Which brings us to the music. Max Martin, eternal baron of megawatt hooks, has his name on virtually every eternal sunshine track. So many Max Martin tracks, including many that he’s made with Ariana Grande, are unstoppable pop bulldozers, songs that smash their way into your brain and refuse to leave. But that’s not the sound that Grande wants on eternal sunshine. Instead, it’s a gentle, feathery, internal record. It’s music to vibe to.

A lot of this music is really good. Lead single “yes and?,” with its frisky early-’90s house beat, is an outlier, but it’s a fun one. Most of the tracks are softer and slinkier, and the hooks still connect. “bye” is all crushed-velvet disco texture. “we can’t be friends (wait for love)” has a warm electro burble that recalls OG Max Martin collaborator Robyn, even if Grande’s vocal approach is very different.
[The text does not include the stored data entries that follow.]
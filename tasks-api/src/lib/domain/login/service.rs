use std::sync::Arc;

use async_trait::async_trait;
use auth::AuthenticationError;
use auth::Authenticator;
use auth::Claims;

use crate::domain::login::errors::LoginError;
use crate::domain::login::models::LoginCommand;
use crate::domain::login::models::LoginOutcome;
use crate::domain::login::ports::LoginServicePort;
use crate::domain::user::ports::UserRepository;

/// Credential verification flow.
///
/// Looks the identity up by email, compares the password against the stored
/// bcrypt hash and, on success, signs a token carrying `{id, email, name}`.
/// No attempt counting or lockout is performed.
pub struct LoginService<UR>
where
    UR: UserRepository,
{
    repository: Arc<UR>,
    authenticator: Arc<Authenticator>,
}

impl<UR> LoginService<UR>
where
    UR: UserRepository,
{
    /// Create a new login service.
    ///
    /// # Arguments
    /// * `repository` - User persistence implementation used for lookups
    /// * `authenticator` - Shared authenticator holding the signing secret
    pub fn new(repository: Arc<UR>, authenticator: Arc<Authenticator>) -> Self {
        Self {
            repository,
            authenticator,
        }
    }
}

#[async_trait]
impl<UR> LoginServicePort for LoginService<UR>
where
    UR: UserRepository,
{
    async fn login(&self, command: LoginCommand) -> Result<LoginOutcome, LoginError> {
        let user = self
            .repository
            .find_by_email(&command.email)
            .await?
            .ok_or_else(|| LoginError::UserNotFound(command.email.to_string()))?;

        let claims = Claims::for_identity(user.id.0, user.email.as_str(), user.name.as_str());
        let authenticator = Arc::clone(&self.authenticator);
        let password = command.password;
        let stored_hash = user.password_hash.clone();

        // bcrypt is CPU bound; keep it off the async workers
        let result = tokio::task::spawn_blocking(move || {
            authenticator.authenticate(password.as_str(), &stored_hash, &claims)
        })
        .await
        .map_err(|e| LoginError::Unknown(format!("Login task failed: {}", e)))?;

        match result {
            Ok(authentication) => {
                tracing::info!(user_id = %user.id, "User logged in");
                Ok(LoginOutcome {
                    user,
                    token: authentication.access_token,
                })
            }
            Err(AuthenticationError::InvalidCredentials) => {
                tracing::warn!(user_id = %user.id, "Login rejected: invalid password");
                Err(LoginError::InvalidCredentials)
            }
            Err(AuthenticationError::JwtError(e)) => Err(LoginError::TokenGeneration(e.to_string())),
        }
    }
}

#[cfg(test)]
mod tests {
    use auth::PasswordHasher;
    use chrono::Utc;
    use mockall::mock;

    use super::*;
    use crate::domain::user::errors::UserError;
    use crate::domain::user::models::EmailAddress;
    use crate::domain::user::models::NewUser;
    use crate::domain::user::models::Password;
    use crate::domain::user::models::User;
    use crate::domain::user::models::UserId;
    use crate::domain::user::models::UserName;

    const SECRET: &[u8] = b"login-service-secret-at-least-32-bytes";

    mock! {
        pub TestUserRepository {}

        #[async_trait]
        impl UserRepository for TestUserRepository {
            async fn create(&self, user: NewUser) -> Result<User, UserError>;
            async fn find_by_id(&self, id: &UserId) -> Result<Option<User>, UserError>;
            async fn find_by_email(&self, email: &EmailAddress) -> Result<Option<User>, UserError>;
            async fn list_all(&self) -> Result<Vec<User>, UserError>;
            async fn update(&self, user: User) -> Result<User, UserError>;
            async fn delete(&self, id: &UserId) -> Result<(), UserError>;
        }
    }

    fn registered_user(password: &str) -> User {
        User {
            id: UserId(5),
            email: EmailAddress::new("maria@example.com".to_string()).unwrap(),
            name: UserName::new("Maria".to_string()).unwrap(),
            age: None,
            password_hash: PasswordHasher::with_cost(4).hash(password).unwrap(),
            created_at: Utc::now(),
        }
    }

    fn command(email: &str, password: &str) -> LoginCommand {
        LoginCommand::new(
            EmailAddress::new(email.to_string()).unwrap(),
            Password::new(password.to_string()).unwrap(),
        )
    }

    fn service(repository: MockTestUserRepository) -> LoginService<MockTestUserRepository> {
        LoginService::new(Arc::new(repository), Arc::new(Authenticator::new(SECRET)))
    }

    #[tokio::test]
    async fn test_login_success() {
        let mut repository = MockTestUserRepository::new();

        let user = registered_user("correct horse");
        repository
            .expect_find_by_email()
            .withf(|email| email.as_str() == "maria@example.com")
            .times(1)
            .returning(move |_| Ok(Some(user.clone())));

        let outcome = service(repository)
            .login(command("maria@example.com", "correct horse"))
            .await
            .unwrap();

        assert_eq!(outcome.user.id, UserId(5));
        assert_eq!(outcome.token.matches('.').count(), 2);

        let claims = Authenticator::new(SECRET)
            .validate_token(&outcome.token)
            .unwrap();
        assert_eq!(claims.id, 5);
        assert_eq!(claims.email, "maria@example.com");
        assert_eq!(claims.name, "Maria");
        assert_eq!(claims.exp - claims.iat, 24 * 60 * 60);
    }

    #[tokio::test]
    async fn test_login_unknown_email() {
        let mut repository = MockTestUserRepository::new();

        repository
            .expect_find_by_email()
            .times(1)
            .returning(|_| Ok(None));

        let result = service(repository)
            .login(command("x@x.com", "whatever"))
            .await;

        assert!(matches!(result, Err(LoginError::UserNotFound(_))));
    }

    #[tokio::test]
    async fn test_login_wrong_password() {
        let mut repository = MockTestUserRepository::new();

        let user = registered_user("correct horse");
        repository
            .expect_find_by_email()
            .times(1)
            .returning(move |_| Ok(Some(user.clone())));

        let result = service(repository)
            .login(command("maria@example.com", "battery staple"))
            .await;

        assert!(matches!(result, Err(LoginError::InvalidCredentials)));
    }

    #[tokio::test]
    async fn test_login_repository_failure() {
        let mut repository = MockTestUserRepository::new();

        repository
            .expect_find_by_email()
            .times(1)
            .returning(|_| Err(UserError::DatabaseError("connection reset".to_string())));

        let result = service(repository)
            .login(command("maria@example.com", "whatever"))
            .await;

        assert!(matches!(result, Err(LoginError::Repository(_))));
    }

    #[tokio::test]
    async fn test_login_token_rejected_by_other_secret() {
        let mut repository = MockTestUserRepository::new();

        let user = registered_user("correct horse");
        repository
            .expect_find_by_email()
            .times(1)
            .returning(move |_| Ok(Some(user.clone())));

        let outcome = service(repository)
            .login(command("maria@example.com", "correct horse"))
            .await
            .unwrap();

        let other = Authenticator::new(b"a-completely-different-secret-value!!");
        assert!(other.validate_token(&outcome.token).is_err());
    }
}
Other tracks sound like Max Martin and his collaborators trying to evoke ’90s R&B. That’s basically what Martin was trying to do when he was crafting boy-band smashes in the TRL era, but the newer tracks don’t have the same trashy insistence. Instead, they have a way of floating pleasantly into the background.

Ariana Grande seems to want this album to float pleasantly into the background. Her vocals on eternal sunshine are quietly incredible, but they’re nowhere near as showy as her older records. (I guess Grande can now indulge those big-note impulses in the Wicked movie.) Instead, she uses her voice as a texture, gently gliding over tracks and flipping butterfly-style curlicues of melisma. It’s soothing. It’s flows past so easily. When I gave it the car test this morning, it made the first spring blossoms look even nicer. If you’re going to turn your therapy-heavy romantic-history reflections into something that can become part of regular people’s lives, that’s one way to do it. Ariana Grande made a pop album that sounds really nice. She did her job.

If eternal sunshine feels slight, that’s probably by design. It’s a choice, for instance, to make a whole album with no big-name guests. The only featured appearance on the record goes to Grande’s grandmother, who shows up at the end to dispense wisdom about how love should make you feel. The tracks on this album do not herald themselves as events. She’s not making highlight-of-the-night songs, songs that will fuck your life up you hear them at just the right point of inebriation. That’s not the job anymore.

There’s a song on eternal sunshine called “the boy is mine.” It’s supposedly inspired by Brandy and Monica’s monstrously popular 1998 duet, even if it doesn’t really sample or interpolate that song. Grande is the only voice on “the boy is mine,” and it’s a meditation on the unexpected places that life takes you. There’s some light taunting, maybe, but it fits the whole take-your-man concept into a general self-actualization narrative. The original “Boy Is Mine,” meanwhile, was inspired by a Jerry Springer episode, and it was sung by two teenage stars who actively hated each other. The boy wasn’t real, but that didn’t matter. The frisson was there.

There are so many pretty moments on eternal sunshine. It’s such a pleasant record, such an easy way to spend 35 minutes. I’m hearing it for the first time today, but I could see these songs sticking around. Maybe it’ll be the record I put on when I’m washing dishes a couple of weeks from now. Maybe I’ll use it to unwind after a long day. But the songs on eternal sunshine don’t have that give-and-take, that energetic charge. They’re too internal for that, and that internality is what prevents eternal sunshine from becoming great pop music. Grande’s not really singing to us anymore. She assumes that we know everything she’s got going on, and she’s letting us listen while she sings to herself.

eternal sunshine is out now on Republic.